Karşı davada ise, şirket zararlarının giderilmesi talep olunmuştur.
C) Yerel Mahkeme Kararının Özeti:
Mahkemece verilen asıl davanın kabulüne ve karşı davanın kısmen kabulüne dair kararın taraf vekillerince temyizi üzerine; Dairemizin 16.09.2014 tarih ve 2012/33262 E, 2014/26720 K. sayılı kararı ile “ davaya konu edilen ve iş sözleşmesinde öngörülen rekabet etmeme tazminatının sözleşmeden kaynaklanan koşullarının oluşup oluşmadığı uyuşmazlık konusu olup davalı işveren açmış olduğu karşı davada ise karşı alacağını talep etmiştir. Davacı işçinin işveren hakkında açtığı başka bir davada ise ihbar ve kıdem tazminatı ile diğer işçilik alacakları talep edilmiştir. Sözü edilen davada davalı işveren vekili tarafından verilen cevap dilekçesinde bazı işçilik alacaklarının davacının zimmetinde kalan paralardan mahsup edildiği açıklanmıştır. Bu haliyle davacının ihbar ve kıdem tazminatı ile işçilik alacaklarını talep ettiği davada verilecek karar bu dava bakımından önem arz etmektedir.İş sözleşmesinin feshinin haklı nedene dayanıp dayanmadığı, işverenin karşı alacağının olup olmadığı konuları her iki dava açısından da çözüm bekleyen ortak sorunlardır. Bu nedenle mahkemece Ankara 7. İş Mahkemesinde görülmekte olan 2010/621 E sayılı dava dosyası getirtilerek, birleştirme kararı verilip verilmeyeceği hususunun değerlendirilmesi gerekirken eksik inceleme ile sonuca gidilmesinin hatalı olduğu” gerekçesiyle bozulmuş, bozma ilamına uyularak asıl davanın kabulüne,karşı ve birleşen davaların ise kısmen kabulüne karar verilmiştir.
D) Temyiz:
Kararı taraf vekilleri temyiz etmiştir.
E) Gerekçe:
1-Dosyadaki yazılara, toplanan delillerle kararın dayandığı kanuni gerektirici sebeplere göre tarafların aşağıdaki bendin kapsamı dışında kalan temyiz itirazları yerinde değildir.

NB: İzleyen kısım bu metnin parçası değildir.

//! Fixed-timestep frame driver
//!
//! Owns the scene and the attached simulation, and turns wall-clock frame time into a
//! whole number of fixed simulation steps.

use cgmath::Matrix4;

use super::traits::Simulation;
use crate::error::SceneError;
use crate::gfx::scene::Scene;
use crate::gfx::shading::ShadingFrame;

pub const DEFAULT_TIMESTEP: f32 = 1.0 / 60.0;
pub const DEFAULT_MAX_SUBSTEPS: u32 = 8;

/// Tolerance for float drift when the accumulator holds exactly `n` steps
const ACCUMULATOR_SLOP: f64 = 1e-6;

/// Drives a simulation on its scene with a fixed timestep
pub struct FrameDriver {
    scene: Scene,
    simulation: Option<Box<dyn Simulation>>,
    is_paused: bool,
    time_scale: f32,
    accumulated_time: f64,
    fixed_timestep: f32,
    max_substeps: u32,
    ticks: u64,
}

impl FrameDriver {
    /// Create a driver around an existing scene
    pub fn new(scene: Scene) -> Self {
        Self {
            scene,
            simulation: None,
            is_paused: false,
            time_scale: 1.0,
            accumulated_time: 0.0,
            fixed_timestep: DEFAULT_TIMESTEP,
            max_substeps: DEFAULT_MAX_SUBSTEPS,
            ticks: 0,
        }
    }

    /// Attach a simulation and build it into the scene
    ///
    /// # Arguments
    /// * `simulation` - Boxed simulation implementing the Simulation trait
    pub fn attach_simulation(&mut self, mut simulation: Box<dyn Simulation>) -> Result<(), SceneError> {
        // Clean up previous simulation if any
        if let Some(mut old_sim) = self.simulation.take() {
            old_sim.cleanup(&mut self.scene);
        }

        simulation.initialize(&mut self.scene)?;
        log::info!(
            "Attached simulation '{}' ({} nodes)",
            simulation.name(),
            self.scene.len()
        );
        self.simulation = Some(simulation);
        self.is_paused = false;
        self.accumulated_time = 0.0;
        self.ticks = 0;
        Ok(())
    }

    /// Remove current simulation
    pub fn detach_simulation(&mut self) -> Option<Box<dyn Simulation>> {
        let mut sim = self.simulation.take()?;
        sim.cleanup(&mut self.scene);
        Some(sim)
    }

    /// Run exactly one fixed step of a running simulation
    ///
    /// # Returns
    /// `false` when no simulation is attached or it is paused
    pub fn tick(&mut self) -> bool {
        let Some(simulation) = &mut self.simulation else {
            return false;
        };
        if !simulation.is_running() {
            return false;
        }
        simulation.update(self.fixed_timestep, &mut self.scene);
        self.ticks += 1;
        log::trace!("tick {} (dt = {})", self.ticks, self.fixed_timestep);
        true
    }

    /// Feed wall-clock time and run the fixed steps it covers
    ///
    /// At most `max_substeps` steps run per call; time beyond that is dropped.
    ///
    /// # Arguments
    /// * `elapsed` - Wall-clock seconds since the previous call
    ///
    /// # Returns
    /// Number of fixed steps run
    pub fn advance(&mut self, elapsed: f32) -> u32 {
        if self.is_paused || !self.simulation.as_ref().is_some_and(|s| s.is_running()) {
            return 0;
        }

        self.accumulated_time += f64::from(elapsed.max(0.0) * self.time_scale);
        let dt = f64::from(self.fixed_timestep);

        let mut steps = 0;
        while self.accumulated_time + ACCUMULATOR_SLOP >= dt && steps < self.max_substeps {
            self.tick();
            self.accumulated_time -= dt;
            steps += 1;
        }

        if steps == self.max_substeps && self.accumulated_time + ACCUMULATOR_SLOP >= dt {
            log::debug!(
                "Dropping {:.4}s of frame time after {} substeps",
                self.accumulated_time,
                steps
            );
            self.accumulated_time = 0.0;
        }
        self.accumulated_time = self.accumulated_time.max(0.0);

        steps
    }

    /// Restore the scene and the simulation to their initial state
    pub fn reset(&mut self) {
        if let Some(simulation) = &mut self.simulation {
            simulation.reset(&mut self.scene);
        }
        self.accumulated_time = 0.0;
        self.ticks = 0;
    }

    /// Collect transforms, materials and lights for the shading stage
    ///
    /// # Arguments
    /// * `view` - Camera view matrix lights are transformed with
    pub fn shading_frame(&self, view: &Matrix4<f32>) -> ShadingFrame {
        let lights = self.simulation.as_ref().and_then(|s| s.lights());
        ShadingFrame::collect(&self.scene, lights, view)
    }

    /// Flip a light on or off and recolor its marker
    ///
    /// # Returns
    /// The light's new state, `false` when the simulation has no lights
    pub fn toggle_light(&mut self, index: usize) -> Result<bool, SceneError> {
        let Some(rig) = self.simulation.as_mut().and_then(|s| s.lights_mut()) else {
            return Ok(false);
        };
        let enabled = rig.toggle(index)?;
        rig.sync_markers(&mut self.scene)?;
        Ok(enabled)
    }

    /// Get current simulation name
    pub fn current_simulation_name(&self) -> Option<&str> {
        self.simulation.as_ref().map(|s| s.name())
    }

    /// Check if a simulation is currently attached
    pub fn has_simulation(&self) -> bool {
        self.simulation.is_some()
    }

    pub fn simulation(&self) -> Option<&dyn Simulation> {
        self.simulation.as_deref()
    }

    /// Check if simulation is paused
    pub fn is_paused(&self) -> bool {
        self.is_paused
    }

    /// Set pause state
    ///
    /// # Arguments
    /// * `paused` - Whether to pause the simulation
    pub fn set_paused(&mut self, paused: bool) {
        self.is_paused = paused;
        if let Some(simulation) = &mut self.simulation {
            simulation.set_running(!paused);
        }
    }

    pub fn time_scale(&self) -> f32 {
        self.time_scale
    }

    /// Set time scale
    ///
    /// # Arguments
    /// * `scale` - Time scale multiplier (1.0 = normal speed)
    pub fn set_time_scale(&mut self, scale: f32) {
        self.time_scale = scale.max(0.0); // Prevent negative time
    }

    pub fn fixed_timestep(&self) -> f32 {
        self.fixed_timestep
    }

    /// Change the fixed step; non-positive values are ignored
    pub fn set_fixed_timestep(&mut self, timestep: f32) {
        if timestep > 0.0 && timestep.is_finite() {
            self.fixed_timestep = timestep;
            self.accumulated_time = 0.0; // Reset accumulator
        }
    }

    pub fn set_max_substeps(&mut self, max_substeps: u32) {
        self.max_substeps = max_substeps.max(1);
    }

    pub fn max_substeps(&self) -> u32 {
        self.max_substeps
    }

    /// Fixed steps run since attach or the last reset
    pub fn ticks(&self) -> u64 {
        self.ticks
    }

    /// Simulated seconds, from the simulation's clock when it keeps one
    pub fn simulated_time(&self) -> f32 {
        self.simulation
            .as_ref()
            .and_then(|s| s.context())
            .map(|ctx| ctx.time())
            .unwrap_or(self.ticks as f32 * self.fixed_timestep)
    }

    pub fn scene(&self) -> &Scene {
        &self.scene
    }

    pub fn scene_mut(&mut self) -> &mut Scene {
        &mut self.scene
    }
}

#[cfg(test)]
mod tests {
    use super::*;
    use crate::gfx::scene::SceneNode;
    use cgmath::Vector3;

    /// Moves one node along +X at unit speed
    struct Drift {
        node: Option<crate::gfx::scene::NodeId>,
        running: bool,
        cleaned: bool,
    }

    impl Drift {
        fn new() -> Self {
            Self {
                node: None,
                running: false,
                cleaned: false,
            }
        }
    }

    impl Simulation for Drift {
        fn initialize(&mut self, scene: &mut Scene) -> Result<(), SceneError> {
            self.node = Some(scene.add_root_child(SceneNode::new("drifter")));
            self.running = true;
            Ok(())
        }

        fn update(&mut self, delta_time: f32, scene: &mut Scene) {
            if let Some(node) = self.node.and_then(|id| scene.node_mut(id)) {
                node.transform.position.x += delta_time;
            }
        }

        fn name(&self) -> &str {
            "drift"
        }

        fn is_running(&self) -> bool {
            self.running
        }

        fn set_running(&mut self, running: bool) {
            self.running = running;
        }

        fn reset(&mut self, scene: &mut Scene) {
            if let Some(node) = self.node.and_then(|id| scene.node_mut(id)) {
                node.transform.position = Vector3::new(0.0, 0.0, 0.0);
            }
        }

        fn cleanup(&mut self, _scene: &mut Scene) {
            self.cleaned = true;
        }
    }

    fn driver() -> FrameDriver {
        let mut driver = FrameDriver::new(Scene::new());
        driver.attach_simulation(Box::new(Drift::new())).unwrap();
        driver
    }

    fn drifter_x(driver: &FrameDriver) -> f32 {
        let id = driver.scene().find_by_name("drifter").unwrap();
        driver.scene().node(id).unwrap().transform.position.x
    }

    #[test]
    fn test_tick_without_simulation() {
        let mut driver = FrameDriver::new(Scene::new());
        assert!(!driver.tick());
        assert_eq!(driver.advance(1.0), 0);
        assert!(driver.current_simulation_name().is_none());
    }

    #[test]
    fn test_advance_runs_whole_steps() {
        let mut driver = driver();
        assert_eq!(driver.advance(3.0 / 60.0), 3);
        assert_eq!(driver.ticks(), 3);
        assert_eq!(driver.advance(0.5 / 60.0), 0);
        assert_eq!(driver.advance(0.5 / 60.0), 1);
        assert!((drifter_x(&driver) - 4.0 / 60.0).abs() < 1e-5);
    }

    #[test]
    fn test_advance_caps_substeps_and_drops_excess() {
        let mut driver = driver();
        driver.set_max_substeps(4);
        assert_eq!(driver.advance(1.0), 4);
        // The dropped backlog does not leak into the next frame
        assert_eq!(driver.advance(0.0), 0);
    }

    #[test]
    fn test_pause_and_time_scale() {
        let mut driver = driver();
        driver.set_paused(true);
        assert_eq!(driver.advance(1.0), 0);
        assert!(!driver.tick());
        assert_eq!(driver.ticks(), 0);
        assert_eq!(drifter_x(&driver), 0.0);

        driver.set_paused(false);
        driver.set_time_scale(2.0);
        assert_eq!(driver.advance(1.0 / 60.0), 2);

        driver.set_time_scale(-1.0);
        assert_eq!(driver.time_scale(), 0.0);
    }

    #[test]
    fn test_reset_and_simulated_time() {
        let mut driver = driver();
        driver.advance(5.0 / 60.0);
        assert!((driver.simulated_time() - 5.0 / 60.0).abs() < 1e-6);

        driver.reset();
        assert_eq!(driver.ticks(), 0);
        assert_eq!(drifter_x(&driver), 0.0);
    }

    #[test]
    fn test_toggle_light_without_rig() {
        let mut driver = driver();
        assert_eq!(driver.toggle_light(0), Ok(false));
    }

    #[test]
    fn test_detach_runs_cleanup() {
        let mut driver = driver();
        assert_eq!(driver.current_simulation_name(), Some("drift"));
        assert!(driver.detach_simulation().is_some());
        assert!(!driver.has_simulation());
    }
}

2-6100 sayılı Hukuk Muhakemeleri Kanununun 323 üncü maddesi uyarınca, yargılama giderleri şunlardır:
a) Celse, karar ve ilam harçları.
b) Dava nedeniyle yapılan tebliğ ve posta giderleri.
c) Dosya ve sair evrak giderleri.
ç)Geçici hukuki koruma tedbirleri ve protesto, ihbar, ihtarname ve vekâletname düzenlenmesine ilişkin giderler.
d) Keşif giderleri.
e) Tanık ile bilirkişiye ödenen ücret ve giderler.
f) Resmî dairelerden alınan belgeler için ödenen harç, vergi, ücret ve sair giderler.
g) Vekil ile takip edilmeyen davalarda tarafların hazır bulundukları günlere ait gündelik, seyahat ve konaklama giderlerine karşılık hâkimin takdir edeceği miktar; vekili bulunduğu hâlde mahkemece bizzat dinlenmek, isticvap olunmak veya yemin etmek üzere çağrılan taraf için takdir edilecek gündelik, yol ve konaklama giderleri.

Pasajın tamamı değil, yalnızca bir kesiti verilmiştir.